By Arthur Strain
BBC News website
Ninety-five years after it went to the bottom of the cold north Atlantic the legacy of Northern Ireland's most famous - and tragic - export lives on.
On Sunday, a wreath was laid at the Titanic memorial in the grounds of Belfast's city hall.
The luxury liner, built in Belfast's Harland and Wolff's shipyard, sank on its maiden voyage in 1912, with the loss of more than 1,500 lives.
The story has had a grip on the imagination that has crossed national and generational boundaries and is one that people in the city where the Titanic was built want to keep alive.
Every year the Belfast Titanic Society leaves a wreath at a memorial to the lost lives of the disaster.
Bryan Patterson, treasurer of the society said that 2 April, when the Titanic steamed out of Belfast, was a bigger date for the city, but that the sinking was what the ship was known for.
The memorial in the grounds of city hall is to the victims of the tragedy
"We have to recognise that it is known for the tragedy," he said.
Belfast's Lord Mayor, Pat McCarthy, said that the legacy of the Titanic was something that should be made more of.
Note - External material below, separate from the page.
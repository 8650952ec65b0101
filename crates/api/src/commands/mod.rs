//! User-facing commands

pub mod account;

pub use account::{show_form, sign_in, sign_out, submit_form};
"I had a reception for Harvard alumni, and they are all educated people, interested in the Titanic story and they had no idea that it was built in Belfast," he said.
The council has been promoting the ship's link to the city and Mr McCarthy said that this could be an added means of attracting tourism.
He said the week-long Titanic Made in Belfast Festival had reinforced the fact that people are interested in the story of the vessel and it could be a valuable tourism tool.
"We had 23,000 visitors to the exhibition in the city hall in a week," he said.
"It was hugely popular."
One of those attending the ceremony was John Andrews, president of the Belfast Titanic Society - great-nephew of Thomas Andrews who designed the White Star liner and lost his life when it sank.
It was a poignant moment for him, with the catalogue of errors that lead up to the sinking and horrendous loss of life at the forefront of his thoughts.
The Titanic was built at Harland and Wolff shipyard in Belfast
"It is something that never should have happened," he said.
The tale is not the only part of the Titanic story that people want - owning a piece of memorabilia is big business.
Items owned by survivors, blueprints of the ship even a replica of the gem worn by Kate Winslet in the 1997 film Titanic, have found their way onto the auction block.
The most recent is a Swiss company who are making a range of watches costing up to US $173,100 which utilise pieces of steel and coal from the wreck site.
The wrecksite of the Titanic has been protected for more than a decade, but a number of artefacts were taken in early diving expeditions.
Mr Andrews said that there would probably be a limited number of such items being offered from now on.
"The wreck is disintegrating," he said.